» **Task description**
Would you please restate every record exactly as written?

Collected data:

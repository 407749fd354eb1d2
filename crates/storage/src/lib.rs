//! Versioned block header storage for the Boreal EVM runtime.
//!
//! Persists one header per chain height and answers historical lookups over
//! a constant-size key space: there is one slot for the genesis header and
//! one for the current header, and nothing else. Per-height identity is
//! supplied by the backing versioned store, which can reconstruct its exact
//! state as of any committed height. A lookup for height `H` opens a
//! read-only snapshot view bound to `H` and reads the current-header slot
//! from it.
//!
//! The versioned store itself is an external capability, injected through
//! the [`VersionedStore`] trait; this crate only implements the indexing
//! logic and its invariants.

mod codec;
pub use codec::{decode_header, encode_header};

mod error;
pub use error::{QueryContextError, StorageError};

mod slot;
pub use slot::{MAX_HEIGHT, Slot};

mod store;
pub use store::HeaderStore;

mod traits;
pub use traits::{HeaderStorage, SlotStore, SlotView, VersionedStore};

#[cfg(any(test, feature = "test-utils"))]
pub mod mock;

» **The answer**
repository 407749fd354eb1d2
filename crates/storage/src/lib.rs
//! Versioned block header storage for the Boreal EVM runtime.
//!
//! Persists one header per chain height and answers historical lookups over
//! a constant-size key space: there is one slot for the genesis header and
//! one for the current header, and nothing else. Per-height identity is
//! supplied by the backing versioned store, which can reconstruct its exact
//! state as of any committed height. A lookup for height `H` opens a
//! read-only snapshot view bound to `H` and reads the current-header slot
//! from it.
//!
//! The versioned store itself is an external capability, injected through
//! the [`VersionedStore`] trait; this crate only implements the indexing
//! logic and its invariants.

mod codec;
pub use codec::{decode_header, encode_header};

mod error;
pub use error::{QueryContextError, StorageError};

mod slot;
pub use slot::{MAX_HEIGHT, Slot};

mod store;
pub use store::HeaderStore;

mod traits;
pub use traits::{HeaderStorage, SlotStore, SlotView, VersionedStore};

#[cfg(any(test, feature = "test-utils"))]
pub mod mock;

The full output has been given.